“Is This Your Own Work?” — How to Answer When the Slide is Templated


“Is This Your Own Work?” — How to Answer When the Slide is Templated

Quick answer: When an executive asks “is this your own work?” about a templated slide, the question is almost never about provenance. It is about whether you can defend the slide’s substance. The decision-safe answer separates form from content: “The layout is from a senior template library I use. The analysis and the recommendation are mine — happy to walk through how I reached them.” Calm, honest, and immediately redirected to the substance. The executive moves on; you have lost no ground.

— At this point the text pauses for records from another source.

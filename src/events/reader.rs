//! Event stream reader
//!
//! A dedicated task that owns the worker's stdout. Every raw line is
//! appended verbatim to the durable event log before any parsing, so the
//! log is a faithful transcript even when lines fail to parse. Parsed
//! events are forwarded over an unbounded channel in stdout order; EOF
//! closes the channel.

use std::io::Write;

use tokio::io::{AsyncBufReadExt, AsyncRead, BufReader};
use tokio::sync::mpsc;
use tokio::task::JoinHandle;
use tracing::{debug, warn};

use crate::worker::WorkerEvent;

/// Spawn the reader task over a worker output stream
///
/// Returns the parsed-event receiver and the task handle. Malformed lines
/// are dropped silently (worker output may contain non-event noise). If
/// the receiver is dropped, the task keeps appending raw lines to the log
/// until EOF so the transcript stays complete.
pub fn spawn_reader<R>(
    output: R,
    log: std::fs::File,
) -> (mpsc::UnboundedReceiver<WorkerEvent>, JoinHandle<()>)
where
    R: AsyncRead + Unpin + Send + 'static,
{
    let (tx, rx) = mpsc::unbounded_channel();

    let task = tokio::spawn(async move {
        debug!("reader: started");
        let mut log = std::io::BufWriter::new(log);
        let mut lines = BufReader::new(output).lines();

        loop {
            match lines.next_line().await {
                Ok(Some(line)) => {
                    if let Err(e) = writeln!(log, "{}", line) {
                        warn!(error = %e, "reader: failed to append to event log");
                    }
                    let _ = log.flush();

                    match WorkerEvent::parse(&line) {
                        Some(event) => {
                            debug!(kind = event.kind(), "reader: event");
                            if tx.send(event).is_err() {
                                debug!("reader: receiver gone, logging only");
                            }
                        }
                        None => {
                            debug!(len = line.len(), "reader: dropping unparseable line");
                        }
                    }
                }
                Ok(None) => {
                    debug!("reader: stream ended");
                    break;
                }
                Err(e) => {
                    warn!(error = %e, "reader: read failed, stopping");
                    break;
                }
            }
        }

        let _ = log.flush();
    });

    (rx, task)
}

#[cfg(test)]
mod tests {
    use super::*;
    use std::io::Cursor;
    use tempfile::tempdir;

    fn log_file(dir: &std::path::Path) -> (std::fs::File, std::path::PathBuf) {
        let path = dir.join("events.jsonl");
        let file = std::fs::File::create(&path).unwrap();
        (file, path)
    }

    #[tokio::test]
    async fn test_events_forwarded_in_order() {
        let temp = tempdir().unwrap();
        let (log, _path) = log_file(temp.path());

        let input = concat!(
            "{\"type\":\"turn_completed\"}\n",
            "{\"type\":\"tool_call\",\"name\":\"bash\"}\n",
            "{\"type\":\"agent_end\"}\n",
        );
        let (mut rx, task) = spawn_reader(Cursor::new(input.as_bytes().to_vec()), log);

        assert_eq!(
            rx.recv().await,
            Some(WorkerEvent::TurnCompleted { usage: None })
        );
        assert!(matches!(rx.recv().await, Some(WorkerEvent::Other(_))));
        assert_eq!(rx.recv().await, Some(WorkerEvent::AgentEnd));
        assert_eq!(rx.recv().await, None);

        task.await.unwrap();
    }

    #[tokio::test]
    async fn test_raw_lines_logged_verbatim_including_noise() {
        let temp = tempdir().unwrap();
        let (log, path) = log_file(temp.path());

        let input = "warming up...\n{\"type\":\"agent_end\"}\nbye\n";
        let (mut rx, task) = spawn_reader(Cursor::new(input.as_bytes().to_vec()), log);

        // Only the parseable line comes through the channel
        assert_eq!(rx.recv().await, Some(WorkerEvent::AgentEnd));
        assert_eq!(rx.recv().await, None);
        task.await.unwrap();

        let logged = std::fs::read_to_string(&path).unwrap();
        assert_eq!(logged, input);
    }

    #[tokio::test]
    async fn test_logging_continues_after_receiver_dropped() {
        let temp = tempdir().unwrap();
        let (log, path) = log_file(temp.path());

        let input = "{\"type\":\"agent_end\"}\n{\"type\":\"agent_end\"}\n";
        let (rx, task) = spawn_reader(Cursor::new(input.as_bytes().to_vec()), log);
        drop(rx);

        task.await.unwrap();
        let logged = std::fs::read_to_string(&path).unwrap();
        assert_eq!(logged.lines().count(), 2);
    }

    #[tokio::test]
    async fn test_eof_closes_channel() {
        let temp = tempdir().unwrap();
        let (log, _path) = log_file(temp.path());

        let (mut rx, task) = spawn_reader(Cursor::new(Vec::new()), log);
        assert_eq!(rx.recv().await, None);
        task.await.unwrap();
    }
}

Markus is a finance director who, after a strong first half of a board presentation, ran into a question he had not prepared for. A non-executive director, peering over reading glasses at a slide showing a competitor benchmarking matrix, said: “This is a very polished slide. Is this your own work?”

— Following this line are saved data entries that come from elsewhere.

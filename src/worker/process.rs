//! Worker process handle
//!
//! Spawns and owns the single worker child process. Commands are written
//! to its stdin by a dedicated writer task (write failures are swallowed:
//! commands are best-effort signals, not guaranteed delivery). A child
//! owner task waits on the process and fires a one-shot exit notification
//! exactly once, recording whether the exit was caused by our own
//! terminate signal.

use std::path::Path;
use std::process::Stdio;
use std::time::Duration;

use tokio::io::AsyncWriteExt;
use tokio::process::{ChildStdout, Command};
use tokio::sync::{mpsc, oneshot};
use tokio::task::JoinHandle;
use tracing::{debug, warn};

use crate::error::LoopError;

use super::protocol::WorkerCommand;

/// How the worker process ended
#[derive(Debug, Clone, PartialEq, Eq)]
pub struct WorkerExit {
    /// Exit code, if the process exited normally
    pub code: Option<i32>,

    /// Whether the exit was triggered by [`WorkerHandle::terminate`]
    pub killed: bool,
}

impl WorkerExit {
    /// Human-readable exit description for error messages
    pub fn describe(&self) -> String {
        match (self.killed, self.code) {
            (true, _) => "terminated by request".to_string(),
            (false, Some(code)) => format!("exit code {}", code),
            (false, None) => "killed by signal".to_string(),
        }
    }
}

/// Handle to a spawned worker process
#[derive(Debug)]
pub struct WorkerHandle {
    pid: Option<u32>,
    commands: mpsc::UnboundedSender<WorkerCommand>,
    kill_tx: mpsc::Sender<()>,
    exit_rx: Option<oneshot::Receiver<WorkerExit>>,
    stdout: Option<ChildStdout>,
    writer_task: JoinHandle<()>,
    owner_task: JoinHandle<()>,
}

impl WorkerHandle {
    /// Spawn the worker with piped stdin/stdout
    ///
    /// stderr is inherited so worker diagnostics stay visible to the
    /// operator; only stdout carries the event protocol.
    pub fn spawn(command: &str, argv: &[String], working_dir: &Path) -> Result<Self, LoopError> {
        debug!(%command, ?argv, working_dir = %working_dir.display(), "WorkerHandle::spawn: called");

        let mut child = Command::new(command)
            .args(argv)
            .current_dir(working_dir)
            .stdin(Stdio::piped())
            .stdout(Stdio::piped())
            .kill_on_drop(true)
            .spawn()
            .map_err(|source| LoopError::Spawn {
                command: command.to_string(),
                source,
            })?;

        let pid = child.id();
        debug!(?pid, "WorkerHandle::spawn: worker started");

        let mut stdin = child.stdin.take();
        let stdout = child.stdout.take();

        // Writer task: serialize commands onto stdin, one JSON line each.
        // A broken pipe means the worker is gone; the command is dropped.
        let (commands, mut cmd_rx) = mpsc::unbounded_channel::<WorkerCommand>();
        let writer_task = tokio::spawn(async move {
            while let Some(cmd) = cmd_rx.recv().await {
                let Some(stdin) = stdin.as_mut() else { break };
                let line = match serde_json::to_string(&cmd) {
                    Ok(line) => line,
                    Err(e) => {
                        warn!(error = %e, "writer: failed to serialize command");
                        continue;
                    }
                };
                debug!(%line, "writer: sending command");
                if let Err(e) = stdin.write_all(line.as_bytes()).await {
                    debug!(error = %e, "writer: stdin not writable, dropping command");
                    continue;
                }
                if let Err(e) = stdin.write_all(b"\n").await {
                    debug!(error = %e, "writer: stdin not writable, dropping newline");
                    continue;
                }
                let _ = stdin.flush().await;
            }
            debug!("writer: command channel closed");
        });

        // Owner task: wait for exit (or a terminate request) and fire the
        // exit notification exactly once.
        let (exit_tx, exit_rx) = oneshot::channel();
        let (kill_tx, mut kill_rx) = mpsc::channel::<()>(1);
        let owner_task = tokio::spawn(async move {
            let exit = tokio::select! {
                status = child.wait() => match status {
                    Ok(status) => WorkerExit { code: status.code(), killed: false },
                    Err(e) => {
                        warn!(error = %e, "owner: wait on worker failed");
                        WorkerExit { code: None, killed: false }
                    }
                },
                _ = kill_rx.recv() => {
                    debug!("owner: terminate requested, killing worker");
                    if let Err(e) = child.start_kill() {
                        debug!(error = %e, "owner: start_kill failed (already dead?)");
                    }
                    match child.wait().await {
                        Ok(status) => WorkerExit { code: status.code(), killed: true },
                        Err(_) => WorkerExit { code: None, killed: true },
                    }
                }
            };
            debug!(?exit, "owner: worker exited");
            let _ = exit_tx.send(exit);
        });

        Ok(Self {
            pid,
            commands,
            kill_tx,
            exit_rx: Some(exit_rx),
            stdout,
            writer_task,
            owner_task,
        })
    }

    /// Worker process id, if still known
    pub fn pid(&self) -> Option<u32> {
        self.pid
    }

    /// Send a command; silently dropped if the worker is gone
    pub fn send(&self, cmd: WorkerCommand) {
        if self.commands.send(cmd).is_err() {
            debug!("WorkerHandle::send: writer gone, command dropped");
        }
    }

    /// Clone of the command sender, for the control surface
    pub fn command_sender(&self) -> mpsc::UnboundedSender<WorkerCommand> {
        self.commands.clone()
    }

    /// Clone of the terminate-signal sender, for the control surface
    pub fn kill_sender(&self) -> mpsc::Sender<()> {
        self.kill_tx.clone()
    }

    /// Take the one-shot exit notification (available once)
    pub fn take_exit(&mut self) -> Option<oneshot::Receiver<WorkerExit>> {
        self.exit_rx.take()
    }

    /// Take the worker's stdout stream (available once)
    pub fn take_stdout(&mut self) -> Option<ChildStdout> {
        self.stdout.take()
    }

    /// Request termination; idempotent and best-effort
    pub fn terminate(&self) {
        debug!("WorkerHandle::terminate: called");
        let _ = self.kill_tx.try_send(());
    }

    /// Terminate if still alive and reap the child
    pub async fn shutdown(self) {
        debug!("WorkerHandle::shutdown: called");
        let _ = self.kill_tx.try_send(());
        drop(self.commands);
        if tokio::time::timeout(Duration::from_secs(5), self.owner_task)
            .await
            .is_err()
        {
            warn!("shutdown: timed out waiting for worker to exit");
        }
        let _ = tokio::time::timeout(Duration::from_secs(1), self.writer_task).await;
    }
}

Markus felt the room shift. He had used a template, lightly customised, and the question had landed exactly on the slide where he had done the least personal design work. He fumbled. “Well, I, the template was, the underlying data is mine, but the format — yes, well, partly, I — sorry, can I —” The chair stepped in to move the meeting along. Markus recovered later, but for the next ten minutes the room’s confidence in his preparation had visibly dropped. The substance of the slide was excellent. The question that derailed him was about its provenance.

This question is increasingly common as senior presenters move toward template-driven workflows. It feels disproportionately threatening because it implicates not just the slide but your competence as the presenter. The good news: a calm, well-structured response neutralises it in under twenty seconds and often shifts your standing in the room slightly upward, not downward. Knowing the response in advance is the difference.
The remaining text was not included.